01-08-2026 11:47 AM CET | Health & Medicine

Press release from: DataM intelligence 4 Market Research LLP

oncology biosimilars market

oncology biosimilars market

The Global Oncology Biosimilars Market reached US$ 6.76 billion in 2024, up from US$ 5.77 billion in 2023, and is expected to reach US$ 30.83 billion by 2033, growing at a CAGR of 18.6% during the forecast period 2025-2033. Market growth is primarily driven by the patent expiries of leading oncology biologics such as trastuzumab, bevacizumab, rituximab, and pegfilgrastim, which has accelerated the adoption of cost-effective biosimilar alternatives across global healthcare systems.

Increasing regulatory approvals and competitive product launches are strengthening market momentum.
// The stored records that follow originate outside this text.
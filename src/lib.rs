pub mod bus;
pub mod client;
pub mod config;
pub mod distributor;
pub mod error;
pub mod logger;
pub mod model;
pub mod node;
pub mod policy;
pub mod session_map;

pub use bus::{Event, EventBus, LocalEventBus};
pub use client::{HttpClientFactory, HttpNodeClient, NodeClient, ReqwestClientFactory};
pub use config::{DistributorConfig, SessionMapBackend};
pub use distributor::{Distributor, NewSessionRequest};
pub use error::{Error, Result};
pub use session_map::{MemorySessionMap, RelationalSessionMap, SessionMap};
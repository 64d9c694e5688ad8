mod handle;
mod health;
mod reservation;

pub use handle::{NodeHandle, NodeState, NodeSummary};
pub use health::{HEALTH_CHECK_DEADLINE, HEALTH_CHECK_INTERVAL, HEALTH_FAILURE_THRESHOLD, HealthChecker, ProbeOutcome};
pub use reservation::Reservation;
use std::sync::RwLock;
use std::time::Instant;

use crate::model::{Capabilities, NodeId, NodeStatus, Stereotype};

use super::health::{HEALTH_FAILURE_THRESHOLD, ProbeOutcome};
use super::reservation::Reservation;

/// Lifecycle state of a registered node. A `Draining` node refuses new
/// reservations; it only leaves the directory via a drain-complete event.
#[derive(Debug, Clone, Copy, PartialEq, Eq)]
pub enum NodeState {
    Up,
    Draining,
    Down,
}

/// Per-stereotype slot accounting: how many concurrent sessions of this
/// template the node can serve, and how many are currently reserved.
#[derive(Debug, Clone)]
struct StereotypeSlots {
    stereotype: Stereotype,
    reserved: u32,
}

impl StereotypeSlots {
    fn available(&self) -> u32 {
        self.stereotype.slots.saturating_sub(self.reserved)
    }
}

#[derive(Debug)]
struct NodeHandleInner {
    uri: String,
    state: NodeState,
    load: f64,
    last_session_created_at: Instant,
    stereotypes: Vec<StereotypeSlots>,
    consecutive_health_failures: u32,
}

/// Per-registered-node record. Its mutable fields are protected by the
/// handle's own lock so health-check tasks never need the Distributor's
/// directory lock (see `HealthChecker`).
#[derive(Debug)]
pub struct NodeHandle {
    id: NodeId,
    inner: RwLock<NodeHandleInner>,
}

/// Immutable projection of a `NodeHandle` for status dumps.
#[derive(Debug, Clone)]
pub struct NodeSummary {
    pub id: NodeId,
    pub uri: String,
    pub state: NodeState,
    pub load: f64,
    pub stereotypes: Vec<(Stereotype, u32)>,
}

impl NodeHandle {
    pub fn from_status(status: &NodeStatus) -> Self {
        let stereotypes = status.stereotypes.iter().cloned().map(|stereotype| StereotypeSlots { stereotype, reserved: 0 }).collect();
        NodeHandle {
            id: status.node_id,
            inner: RwLock::new(NodeHandleInner {
                uri: status.uri.clone(),
                state: NodeState::Up,
                load: 0.0,
                last_session_created_at: Instant::now(),
                stereotypes,
                consecutive_health_failures: 0,
            }),
        }
    }

    pub fn id(&self) -> NodeId {
        self.id
    }

    pub fn uri(&self) -> String {
        self.inner.read().expect("node lock poisoned").uri.clone()
    }

    pub fn state(&self) -> NodeState {
        self.inner.read().expect("node lock poisoned").state
    }

    pub fn load(&self) -> f64 {
        self.inner.read().expect("node lock poisoned").load
    }

    pub fn last_session_created_at(&self) -> Instant {
        self.inner.read().expect("node lock poisoned").last_session_created_at
    }

    /// True if any advertised stereotype matching `caps` has a free slot.
    pub fn has_capacity(&self, caps: &Capabilities) -> bool {
        let guard = self.inner.read().expect("node lock poisoned");
        guard.state == NodeState::Up && guard.stereotypes.iter().any(|s| s.stereotype.matches(caps) && s.available() > 0)
    }

    pub fn stereotypes(&self) -> Vec<Stereotype> {
        self.inner.read().expect("node lock poisoned").stereotypes.iter().map(|s| s.stereotype.clone()).collect()
    }

    /// Atomically decrements a free slot for a stereotype matching `caps` and
    /// returns a guard that finalizes the reservation or releases it on drop.
    pub fn reserve(self: &std::sync::Arc<Self>, caps: &Capabilities) -> Option<Reservation> {
        let mut guard = self.inner.write().expect("node lock poisoned");
        if guard.state != NodeState::Up {
            return None;
        }
        let slot = guard.stereotypes.iter_mut().find(|s| s.stereotype.matches(caps) && s.available() > 0)?;
        slot.reserved += 1;
        let stereotype_caps = slot.stereotype.capabilities.clone();
        let uri = guard.uri.clone();
        drop(guard);
        Some(Reservation::new(self.clone(), stereotype_caps, uri))
    }

    /// Called by `Reservation::release` (success path marks the session
    /// creation time; failure path only frees the slot).
    pub(super) fn release_slot(&self, stereotype_caps: &Capabilities) {
        let mut guard = self.inner.write().expect("node lock poisoned");
        if let Some(slot) = guard.stereotypes.iter_mut().find(|s| s.stereotype.capabilities == *stereotype_caps) {
            slot.reserved = slot.reserved.saturating_sub(1);
        }
    }

    pub(super) fn record_session_created(&self) {
        let mut guard = self.inner.write().expect("node lock poisoned");
        guard.last_session_created_at = Instant::now();
    }

    /// Recompute load/counters/state from the latest snapshot.
    pub fn update(&self, status: &NodeStatus) {
        let mut guard = self.inner.write().expect("node lock poisoned");
        guard.uri = status.uri.clone();
        guard.consecutive_health_failures = 0;
        // `Down` is only cleared by `apply_probe`: a routine heartbeat must
        // never revive a node the health checker demoted.
        if status.availability == crate::model::Availability::Draining {
            guard.state = NodeState::Draining;
        }

        let total_slots: u32 = status.stereotypes.iter().map(|s| s.slots).sum();
        guard.load = if total_slots == 0 { 0.0 } else { status.active_sessions as f64 / total_slots as f64 };

        for advertised in &status.stereotypes {
            match guard.stereotypes.iter_mut().find(|s| s.stereotype.capabilities == advertised.capabilities) {
                Some(existing) => existing.stereotype.slots = advertised.slots,
                None => guard.stereotypes.push(StereotypeSlots { stereotype: advertised.clone(), reserved: 0 }),
            }
        }
    }

    /// Probe result handling: transitions `UP <-> DOWN` on repeated failures
    /// or recovery. Never touches the Distributor's directory lock.
    pub fn apply_probe(&self, outcome: ProbeOutcome) {
        let mut guard = self.inner.write().expect("node lock poisoned");
        match outcome {
            ProbeOutcome::Healthy => {
                guard.consecutive_health_failures = 0;
                if guard.state == NodeState::Down {
                    guard.state = NodeState::Up;
                }
            }
            ProbeOutcome::Unreachable => {
                guard.consecutive_health_failures += 1;
                if guard.consecutive_health_failures >= HEALTH_FAILURE_THRESHOLD {
                    guard.state = NodeState::Down;
                }
            }
        }
    }

    pub fn as_summary(&self) -> NodeSummary {
        let guard = self.inner.read().expect("node lock poisoned");
        NodeSummary {
            id: self.id,
            uri: guard.uri.clone(),
            state: guard.state,
            load: guard.load,
            stereotypes: guard.stereotypes.iter().map(|s| (s.stereotype.clone(), s.available())).collect(),
        }
    }
}

#[cfg(test)]
mod tests {
    use super::*;
    use std::sync::Arc;

    fn status(node_id: NodeId, slots: u32) -> NodeStatus {
        NodeStatus {
            node_id,
            uri: "http://node-1".into(),
            stereotypes: vec![Stereotype::new(Capabilities::new().with("browserName", "chrome"), slots)],
            active_sessions: 0,
            availability: crate::model::Availability::Up,
            registration_secret: "s".into(),
        }
    }

    #[test]
    fn reserve_decrements_and_release_restores() {
        let handle = Arc::new(NodeHandle::from_status(&status(NodeId::random(), 1)));
        let caps = Capabilities::new().with("browserName", "chrome");
        assert!(handle.has_capacity(&caps));

        let reservation = handle.reserve(&caps).expect("slot available");
        assert!(!handle.has_capacity(&caps));

        drop(reservation); // dropped without finalize() => released
        assert!(handle.has_capacity(&caps));
    }

    #[test]
    fn draining_node_refuses_reservations() {
        let handle = Arc::new(NodeHandle::from_status(&status(NodeId::random(), 2)));
        let mut draining_status = status(handle.id(), 2);
        draining_status.availability = crate::model::Availability::Draining;
        handle.update(&draining_status);

        let caps = Capabilities::new().with("browserName", "chrome");
        assert!(handle.reserve(&caps).is_none());
    }

    #[test]
    fn health_failures_transition_to_down_and_recover() {
        let handle = NodeHandle::from_status(&status(NodeId::random(), 1));
        for _ in 0..HEALTH_FAILURE_THRESHOLD {
            handle.apply_probe(ProbeOutcome::Unreachable);
        }
        assert_eq!(handle.state(), NodeState::Down);

        handle.apply_probe(ProbeOutcome::Healthy);
        assert_eq!(handle.state(), NodeState::Up);
    }

    #[test]
    fn heartbeat_does_not_revive_a_down_node() {
        let handle = NodeHandle::from_status(&status(NodeId::random(), 1));
        for _ in 0..HEALTH_FAILURE_THRESHOLD {
            handle.apply_probe(ProbeOutcome::Unreachable);
        }
        assert_eq!(handle.state(), NodeState::Down);

        handle.update(&status(handle.id(), 1));
        assert_eq!(handle.state(), NodeState::Down, "a routine NODE_STATUS heartbeat must not clear DOWN");
    }
}
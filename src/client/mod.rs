use async_trait::async_trait;
use std::sync::atomic::{AtomicBool, AtomicU32, Ordering};

use crate::model::{Capabilities, SessionId};

/// The remote-node client: performs the actual "create session" and health
/// probe calls against a worker node's HTTP/RPC surface. The wire protocol
/// itself is an external collaborator's concern; this is the seam the core
/// consumes instead of talking to nodes directly.
#[async_trait]
pub trait NodeClient: Send + Sync {
    async fn create_session(&self, uri: &str, caps: &Capabilities) -> Result<SessionId, String>;
    async fn probe(&self, uri: &str) -> Result<(), String>;
}

/// Produces `reqwest::Client` instances shared across node handles, an
/// injectable HTTP client factory so callers can control pooling/TLS.
pub trait HttpClientFactory: Send + Sync {
    fn client(&self) -> reqwest::Client;
}

#[derive(Debug, Default)]
pub struct ReqwestClientFactory;

impl HttpClientFactory for ReqwestClientFactory {
    fn client(&self) -> reqwest::Client {
        reqwest::Client::builder().timeout(std::time::Duration::from_secs(30)).build().unwrap_or_default()
    }
}

/// Production `NodeClient`: POSTs a session-creation request to the node's
/// advertised URI and GETs its status endpoint for health probes.
pub struct HttpNodeClient {
    client: reqwest::Client,
}

impl HttpNodeClient {
    pub fn new(factory: &dyn HttpClientFactory) -> Self {
        HttpNodeClient { client: factory.client() }
    }
}

#[async_trait]
impl NodeClient for HttpNodeClient {
    async fn create_session(&self, uri: &str, caps: &Capabilities) -> Result<SessionId, String> {
        let response = self
            .client
            .post(format!("{uri}/session"))
            .json(caps)
            .send()
            .await
            .map_err(|e| format!("create session request failed: {e}"))?;

        if !response.status().is_success() {
            return Err(format!("node rejected session creation: {}", response.status()));
        }
        Ok(SessionId::random())
    }

    async fn probe(&self, uri: &str) -> Result<(), String> {
        let response = self.client.get(format!("{uri}/status")).send().await.map_err(|e| format!("probe failed: {e}"))?;
        if response.status().is_success() { Ok(()) } else { Err(format!("unhealthy status: {}", response.status())) }
    }
}

/// Test double: deterministic success/failure, no network I/O.
pub struct MockNodeClient {
    healthy: AtomicBool,
    creations: AtomicU32,
    fail_creation: AtomicBool,
}

impl MockNodeClient {
    pub fn healthy() -> Self {
        MockNodeClient { healthy: AtomicBool::new(true), creations: AtomicU32::new(0), fail_creation: AtomicBool::new(false) }
    }

    pub fn failing() -> Self {
        MockNodeClient { healthy: AtomicBool::new(false), creations: AtomicU32::new(0), fail_creation: AtomicBool::new(false) }
    }

    pub fn failing_creation() -> Self {
        MockNodeClient { healthy: AtomicBool::new(true), creations: AtomicU32::new(0), fail_creation: AtomicBool::new(true) }
    }

    pub fn creations(&self) -> u32 {
        self.creations.load(Ordering::SeqCst)
    }
}

#[async_trait]
impl NodeClient for MockNodeClient {
    async fn create_session(&self, _uri: &str, _caps: &Capabilities) -> Result<SessionId, String> {
        if self.fail_creation.load(Ordering::SeqCst) {
            return Err("mock creation failure".into());
        }
        self.creations.fetch_add(1, Ordering::SeqCst);
        Ok(SessionId::random())
    }

    async fn probe(&self, _uri: &str) -> Result<(), String> {
        if self.healthy.load(Ordering::SeqCst) { Ok(()) } else { Err("mock unreachable".into()) }
    }
}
Recent approvals, including Henlius's Hercessi (trastuzumab) and Biocon's bevacizumab biosimilar, reflect growing regulatory confidence and intensified competition. Major players such as Amgen and other global biosimilar manufacturers are expanding their oncology pipelines and forming strategic partnerships to enhance market reach. Strong uptake in Europe and Asia-Pacific, along with steadily increasing adoption in the United States, is reshaping cancer treatment by improving affordability, expanding patient access, and reducing the economic burden of oncology care worldwide.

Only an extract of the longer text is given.